- _Input_
-- -- --
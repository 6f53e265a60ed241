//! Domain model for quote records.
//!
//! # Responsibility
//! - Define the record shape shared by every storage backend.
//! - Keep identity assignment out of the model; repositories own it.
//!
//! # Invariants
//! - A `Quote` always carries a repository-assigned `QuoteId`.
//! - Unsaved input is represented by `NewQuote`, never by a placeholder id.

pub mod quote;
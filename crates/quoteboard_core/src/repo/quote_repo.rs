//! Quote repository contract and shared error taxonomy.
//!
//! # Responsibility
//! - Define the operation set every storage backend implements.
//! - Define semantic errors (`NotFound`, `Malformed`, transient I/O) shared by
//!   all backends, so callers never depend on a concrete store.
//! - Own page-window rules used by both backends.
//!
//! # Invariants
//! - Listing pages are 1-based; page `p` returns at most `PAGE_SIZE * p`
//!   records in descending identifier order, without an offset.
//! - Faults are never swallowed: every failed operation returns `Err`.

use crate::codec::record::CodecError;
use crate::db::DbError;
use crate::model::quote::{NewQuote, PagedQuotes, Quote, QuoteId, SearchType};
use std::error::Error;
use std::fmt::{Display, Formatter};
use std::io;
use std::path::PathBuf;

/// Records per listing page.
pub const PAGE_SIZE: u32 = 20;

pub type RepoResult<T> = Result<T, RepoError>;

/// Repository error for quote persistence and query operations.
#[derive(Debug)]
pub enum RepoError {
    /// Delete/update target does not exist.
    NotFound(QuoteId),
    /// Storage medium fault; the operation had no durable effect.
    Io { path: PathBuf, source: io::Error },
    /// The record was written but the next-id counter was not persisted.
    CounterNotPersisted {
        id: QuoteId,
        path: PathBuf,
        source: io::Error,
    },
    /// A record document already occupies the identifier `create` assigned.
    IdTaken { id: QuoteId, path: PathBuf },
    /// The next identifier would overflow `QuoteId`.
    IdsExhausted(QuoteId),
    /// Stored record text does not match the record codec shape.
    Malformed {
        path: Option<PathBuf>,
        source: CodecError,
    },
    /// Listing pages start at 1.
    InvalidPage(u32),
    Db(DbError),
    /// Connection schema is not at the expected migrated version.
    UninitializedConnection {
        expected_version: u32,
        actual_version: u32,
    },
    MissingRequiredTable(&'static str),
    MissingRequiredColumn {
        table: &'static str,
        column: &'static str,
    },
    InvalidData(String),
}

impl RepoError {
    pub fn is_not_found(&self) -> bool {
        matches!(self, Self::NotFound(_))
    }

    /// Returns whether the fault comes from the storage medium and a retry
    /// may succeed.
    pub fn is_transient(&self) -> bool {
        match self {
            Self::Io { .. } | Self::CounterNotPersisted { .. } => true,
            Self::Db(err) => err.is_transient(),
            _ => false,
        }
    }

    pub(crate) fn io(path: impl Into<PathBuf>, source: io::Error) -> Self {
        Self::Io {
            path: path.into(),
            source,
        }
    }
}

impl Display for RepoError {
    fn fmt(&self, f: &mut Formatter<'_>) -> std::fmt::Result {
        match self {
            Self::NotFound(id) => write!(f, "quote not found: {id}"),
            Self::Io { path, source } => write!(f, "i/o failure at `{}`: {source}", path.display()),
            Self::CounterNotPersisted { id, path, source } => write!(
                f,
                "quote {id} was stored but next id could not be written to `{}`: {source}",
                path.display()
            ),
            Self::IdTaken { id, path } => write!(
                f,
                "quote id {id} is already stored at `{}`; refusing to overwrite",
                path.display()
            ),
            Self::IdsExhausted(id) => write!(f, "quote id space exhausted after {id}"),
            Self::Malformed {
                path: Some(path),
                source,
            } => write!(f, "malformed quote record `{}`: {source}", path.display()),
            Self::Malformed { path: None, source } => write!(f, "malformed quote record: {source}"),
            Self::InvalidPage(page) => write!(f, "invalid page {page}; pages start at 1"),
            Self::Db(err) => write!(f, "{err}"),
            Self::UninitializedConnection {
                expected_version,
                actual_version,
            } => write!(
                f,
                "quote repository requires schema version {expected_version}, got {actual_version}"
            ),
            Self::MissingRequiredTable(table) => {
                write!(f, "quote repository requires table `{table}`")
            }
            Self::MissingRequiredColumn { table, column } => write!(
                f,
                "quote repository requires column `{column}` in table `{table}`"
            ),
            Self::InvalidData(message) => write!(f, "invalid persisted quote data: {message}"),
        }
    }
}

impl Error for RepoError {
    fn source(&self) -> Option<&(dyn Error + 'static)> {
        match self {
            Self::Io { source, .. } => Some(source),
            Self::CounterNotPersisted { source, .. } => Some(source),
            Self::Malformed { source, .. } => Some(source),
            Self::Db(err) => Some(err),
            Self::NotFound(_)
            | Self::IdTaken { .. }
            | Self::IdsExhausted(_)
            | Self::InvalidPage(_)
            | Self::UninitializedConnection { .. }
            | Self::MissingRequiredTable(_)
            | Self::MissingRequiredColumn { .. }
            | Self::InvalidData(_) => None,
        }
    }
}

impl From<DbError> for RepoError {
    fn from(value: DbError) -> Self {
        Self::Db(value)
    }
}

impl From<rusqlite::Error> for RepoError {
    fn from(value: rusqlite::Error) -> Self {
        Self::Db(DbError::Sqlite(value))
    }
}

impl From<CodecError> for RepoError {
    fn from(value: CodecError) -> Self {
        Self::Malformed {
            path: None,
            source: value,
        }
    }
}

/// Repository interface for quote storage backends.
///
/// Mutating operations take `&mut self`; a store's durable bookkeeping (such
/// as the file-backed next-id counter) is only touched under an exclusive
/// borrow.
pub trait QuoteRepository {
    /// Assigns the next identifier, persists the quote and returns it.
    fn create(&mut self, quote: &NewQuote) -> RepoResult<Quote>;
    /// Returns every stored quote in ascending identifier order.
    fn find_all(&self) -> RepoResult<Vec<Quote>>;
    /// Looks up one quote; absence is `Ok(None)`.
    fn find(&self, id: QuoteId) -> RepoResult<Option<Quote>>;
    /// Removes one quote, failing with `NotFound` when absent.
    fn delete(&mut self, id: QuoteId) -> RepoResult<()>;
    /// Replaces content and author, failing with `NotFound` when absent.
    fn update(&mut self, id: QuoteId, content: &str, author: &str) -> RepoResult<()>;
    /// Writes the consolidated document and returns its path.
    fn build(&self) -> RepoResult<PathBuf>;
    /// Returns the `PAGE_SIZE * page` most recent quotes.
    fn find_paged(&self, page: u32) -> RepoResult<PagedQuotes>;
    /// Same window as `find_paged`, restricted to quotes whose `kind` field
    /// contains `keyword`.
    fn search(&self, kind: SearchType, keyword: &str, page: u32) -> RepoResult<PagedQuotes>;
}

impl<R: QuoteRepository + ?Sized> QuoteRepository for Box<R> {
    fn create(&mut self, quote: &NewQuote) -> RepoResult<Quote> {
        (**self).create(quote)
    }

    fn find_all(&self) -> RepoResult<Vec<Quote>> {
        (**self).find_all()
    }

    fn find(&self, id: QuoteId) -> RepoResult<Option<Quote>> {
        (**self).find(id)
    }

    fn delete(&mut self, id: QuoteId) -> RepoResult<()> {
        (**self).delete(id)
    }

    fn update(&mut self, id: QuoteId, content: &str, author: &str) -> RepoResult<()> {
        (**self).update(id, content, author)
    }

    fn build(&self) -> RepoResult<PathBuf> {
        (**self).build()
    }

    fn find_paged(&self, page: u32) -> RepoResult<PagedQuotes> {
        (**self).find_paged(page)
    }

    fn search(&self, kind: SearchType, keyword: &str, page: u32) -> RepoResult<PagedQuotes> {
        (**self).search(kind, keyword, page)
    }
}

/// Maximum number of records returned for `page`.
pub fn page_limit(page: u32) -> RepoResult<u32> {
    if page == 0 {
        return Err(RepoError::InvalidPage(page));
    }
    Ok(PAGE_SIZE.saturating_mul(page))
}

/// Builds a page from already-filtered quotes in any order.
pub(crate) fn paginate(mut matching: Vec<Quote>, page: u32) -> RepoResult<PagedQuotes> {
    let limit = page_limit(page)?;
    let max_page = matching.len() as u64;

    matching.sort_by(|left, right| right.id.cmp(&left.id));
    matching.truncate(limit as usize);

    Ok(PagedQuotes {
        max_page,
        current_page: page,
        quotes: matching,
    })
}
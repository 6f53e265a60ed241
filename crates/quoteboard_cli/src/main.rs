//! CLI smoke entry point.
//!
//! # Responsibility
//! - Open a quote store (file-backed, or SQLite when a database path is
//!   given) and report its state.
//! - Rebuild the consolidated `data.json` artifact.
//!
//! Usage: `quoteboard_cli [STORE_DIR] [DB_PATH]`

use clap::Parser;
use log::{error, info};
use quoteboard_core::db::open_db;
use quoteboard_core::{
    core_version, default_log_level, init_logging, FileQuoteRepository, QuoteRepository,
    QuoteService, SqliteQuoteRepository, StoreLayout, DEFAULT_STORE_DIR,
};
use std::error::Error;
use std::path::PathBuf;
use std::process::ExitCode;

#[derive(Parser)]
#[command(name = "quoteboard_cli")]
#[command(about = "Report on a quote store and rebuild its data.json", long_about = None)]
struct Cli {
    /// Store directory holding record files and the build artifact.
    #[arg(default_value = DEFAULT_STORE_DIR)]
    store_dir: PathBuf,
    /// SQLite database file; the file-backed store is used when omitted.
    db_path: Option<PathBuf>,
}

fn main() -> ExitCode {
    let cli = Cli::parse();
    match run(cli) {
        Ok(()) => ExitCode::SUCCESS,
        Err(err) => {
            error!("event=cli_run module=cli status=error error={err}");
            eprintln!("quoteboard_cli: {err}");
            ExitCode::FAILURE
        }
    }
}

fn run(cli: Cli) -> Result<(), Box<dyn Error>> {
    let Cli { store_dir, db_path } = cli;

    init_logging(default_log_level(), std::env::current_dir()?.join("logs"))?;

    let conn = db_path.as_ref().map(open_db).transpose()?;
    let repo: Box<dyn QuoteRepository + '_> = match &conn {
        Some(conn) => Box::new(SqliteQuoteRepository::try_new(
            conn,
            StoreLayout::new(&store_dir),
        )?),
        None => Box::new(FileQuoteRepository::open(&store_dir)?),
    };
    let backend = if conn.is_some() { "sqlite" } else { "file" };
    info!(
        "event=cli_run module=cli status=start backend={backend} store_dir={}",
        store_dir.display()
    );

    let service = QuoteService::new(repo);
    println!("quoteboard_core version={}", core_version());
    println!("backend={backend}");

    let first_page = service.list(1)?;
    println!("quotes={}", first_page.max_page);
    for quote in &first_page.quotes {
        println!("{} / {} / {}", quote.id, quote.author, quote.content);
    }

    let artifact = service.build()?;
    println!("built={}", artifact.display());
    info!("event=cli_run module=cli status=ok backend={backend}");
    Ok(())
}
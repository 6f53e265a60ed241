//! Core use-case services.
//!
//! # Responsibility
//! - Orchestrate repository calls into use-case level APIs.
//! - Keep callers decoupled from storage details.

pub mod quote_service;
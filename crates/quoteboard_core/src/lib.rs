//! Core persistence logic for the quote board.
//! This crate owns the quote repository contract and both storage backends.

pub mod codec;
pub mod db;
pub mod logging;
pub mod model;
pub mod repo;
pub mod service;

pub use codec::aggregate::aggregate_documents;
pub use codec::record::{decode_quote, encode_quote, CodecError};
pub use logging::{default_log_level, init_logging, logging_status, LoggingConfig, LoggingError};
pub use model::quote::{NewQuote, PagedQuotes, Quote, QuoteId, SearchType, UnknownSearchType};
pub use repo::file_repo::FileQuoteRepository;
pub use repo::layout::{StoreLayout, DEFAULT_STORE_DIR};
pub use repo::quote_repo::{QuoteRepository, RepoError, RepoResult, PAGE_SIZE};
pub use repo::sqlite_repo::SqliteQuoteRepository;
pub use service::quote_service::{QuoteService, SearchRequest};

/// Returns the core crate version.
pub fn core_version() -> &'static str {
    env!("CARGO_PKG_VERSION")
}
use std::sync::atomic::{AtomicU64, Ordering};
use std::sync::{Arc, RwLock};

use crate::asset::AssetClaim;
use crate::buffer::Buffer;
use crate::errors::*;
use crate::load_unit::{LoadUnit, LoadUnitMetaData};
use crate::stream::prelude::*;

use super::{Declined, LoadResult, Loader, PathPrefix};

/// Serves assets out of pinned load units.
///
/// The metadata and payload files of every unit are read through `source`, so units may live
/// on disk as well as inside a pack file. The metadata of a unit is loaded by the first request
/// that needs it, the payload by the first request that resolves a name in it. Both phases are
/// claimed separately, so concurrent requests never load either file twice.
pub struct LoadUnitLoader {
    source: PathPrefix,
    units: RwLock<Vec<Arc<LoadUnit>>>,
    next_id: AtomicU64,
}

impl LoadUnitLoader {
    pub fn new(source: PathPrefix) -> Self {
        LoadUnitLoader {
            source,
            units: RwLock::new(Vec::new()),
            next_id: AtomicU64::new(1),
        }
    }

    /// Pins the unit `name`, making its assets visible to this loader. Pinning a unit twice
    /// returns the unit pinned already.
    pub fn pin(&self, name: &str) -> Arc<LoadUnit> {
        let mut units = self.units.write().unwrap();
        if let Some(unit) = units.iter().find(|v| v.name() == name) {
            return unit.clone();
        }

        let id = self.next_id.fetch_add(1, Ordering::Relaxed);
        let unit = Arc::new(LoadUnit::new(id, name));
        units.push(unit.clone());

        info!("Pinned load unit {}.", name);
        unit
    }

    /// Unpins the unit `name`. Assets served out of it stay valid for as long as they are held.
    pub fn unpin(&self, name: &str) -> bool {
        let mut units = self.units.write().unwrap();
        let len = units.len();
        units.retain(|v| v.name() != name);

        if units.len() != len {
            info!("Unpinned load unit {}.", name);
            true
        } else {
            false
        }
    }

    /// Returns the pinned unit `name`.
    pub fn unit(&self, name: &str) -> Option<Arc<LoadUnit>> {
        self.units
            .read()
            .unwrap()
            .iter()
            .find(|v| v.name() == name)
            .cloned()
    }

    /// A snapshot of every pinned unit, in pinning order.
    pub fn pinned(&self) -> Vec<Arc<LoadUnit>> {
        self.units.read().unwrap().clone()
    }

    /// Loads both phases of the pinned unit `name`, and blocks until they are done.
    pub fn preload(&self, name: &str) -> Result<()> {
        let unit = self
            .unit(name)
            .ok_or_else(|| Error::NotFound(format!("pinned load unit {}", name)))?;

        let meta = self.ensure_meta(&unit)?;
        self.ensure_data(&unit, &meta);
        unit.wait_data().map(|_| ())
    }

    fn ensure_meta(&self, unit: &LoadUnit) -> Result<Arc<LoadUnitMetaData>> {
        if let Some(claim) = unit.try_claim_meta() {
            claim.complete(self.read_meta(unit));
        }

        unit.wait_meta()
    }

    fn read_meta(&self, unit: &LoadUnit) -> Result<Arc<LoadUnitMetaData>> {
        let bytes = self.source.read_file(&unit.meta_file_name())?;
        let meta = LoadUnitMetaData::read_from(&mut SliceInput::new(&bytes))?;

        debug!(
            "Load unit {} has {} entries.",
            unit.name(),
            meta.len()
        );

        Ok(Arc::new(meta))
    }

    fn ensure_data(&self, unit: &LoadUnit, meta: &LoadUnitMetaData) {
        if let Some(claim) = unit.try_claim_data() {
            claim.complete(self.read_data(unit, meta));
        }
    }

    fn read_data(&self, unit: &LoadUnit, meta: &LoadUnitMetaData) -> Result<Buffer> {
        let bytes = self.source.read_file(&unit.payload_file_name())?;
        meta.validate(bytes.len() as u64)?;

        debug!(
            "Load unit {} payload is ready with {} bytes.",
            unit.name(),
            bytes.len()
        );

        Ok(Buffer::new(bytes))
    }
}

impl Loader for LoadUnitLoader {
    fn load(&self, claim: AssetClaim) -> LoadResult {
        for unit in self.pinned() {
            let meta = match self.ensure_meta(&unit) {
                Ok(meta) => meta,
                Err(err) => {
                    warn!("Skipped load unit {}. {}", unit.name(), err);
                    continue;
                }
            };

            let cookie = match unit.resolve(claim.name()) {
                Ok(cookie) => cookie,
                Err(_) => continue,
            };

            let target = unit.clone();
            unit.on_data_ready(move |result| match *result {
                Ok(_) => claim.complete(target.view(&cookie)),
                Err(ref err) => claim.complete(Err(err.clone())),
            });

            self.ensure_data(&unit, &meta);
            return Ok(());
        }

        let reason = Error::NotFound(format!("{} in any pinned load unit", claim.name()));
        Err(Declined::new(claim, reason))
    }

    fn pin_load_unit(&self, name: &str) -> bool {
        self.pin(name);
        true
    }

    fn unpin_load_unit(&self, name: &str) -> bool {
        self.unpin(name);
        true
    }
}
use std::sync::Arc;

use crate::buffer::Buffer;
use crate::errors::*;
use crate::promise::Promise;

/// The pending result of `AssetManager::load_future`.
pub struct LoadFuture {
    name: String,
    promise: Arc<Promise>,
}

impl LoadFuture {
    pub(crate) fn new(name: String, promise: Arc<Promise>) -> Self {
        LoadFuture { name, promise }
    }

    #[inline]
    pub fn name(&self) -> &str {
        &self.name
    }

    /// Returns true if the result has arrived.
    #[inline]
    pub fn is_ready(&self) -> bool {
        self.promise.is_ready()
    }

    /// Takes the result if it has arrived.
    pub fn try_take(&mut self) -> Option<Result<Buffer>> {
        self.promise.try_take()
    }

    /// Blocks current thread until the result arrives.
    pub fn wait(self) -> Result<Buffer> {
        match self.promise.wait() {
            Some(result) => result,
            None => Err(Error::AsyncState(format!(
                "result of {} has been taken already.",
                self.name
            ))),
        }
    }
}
-- -- --
- _Task item_
Your answer should be each line of the data that contains the word "Declined", copied as it stands.

- _Your solution_
use super::{Declined, LoadResult, Loader, PathPrefix};
        Err(Declined::new(claim, reason))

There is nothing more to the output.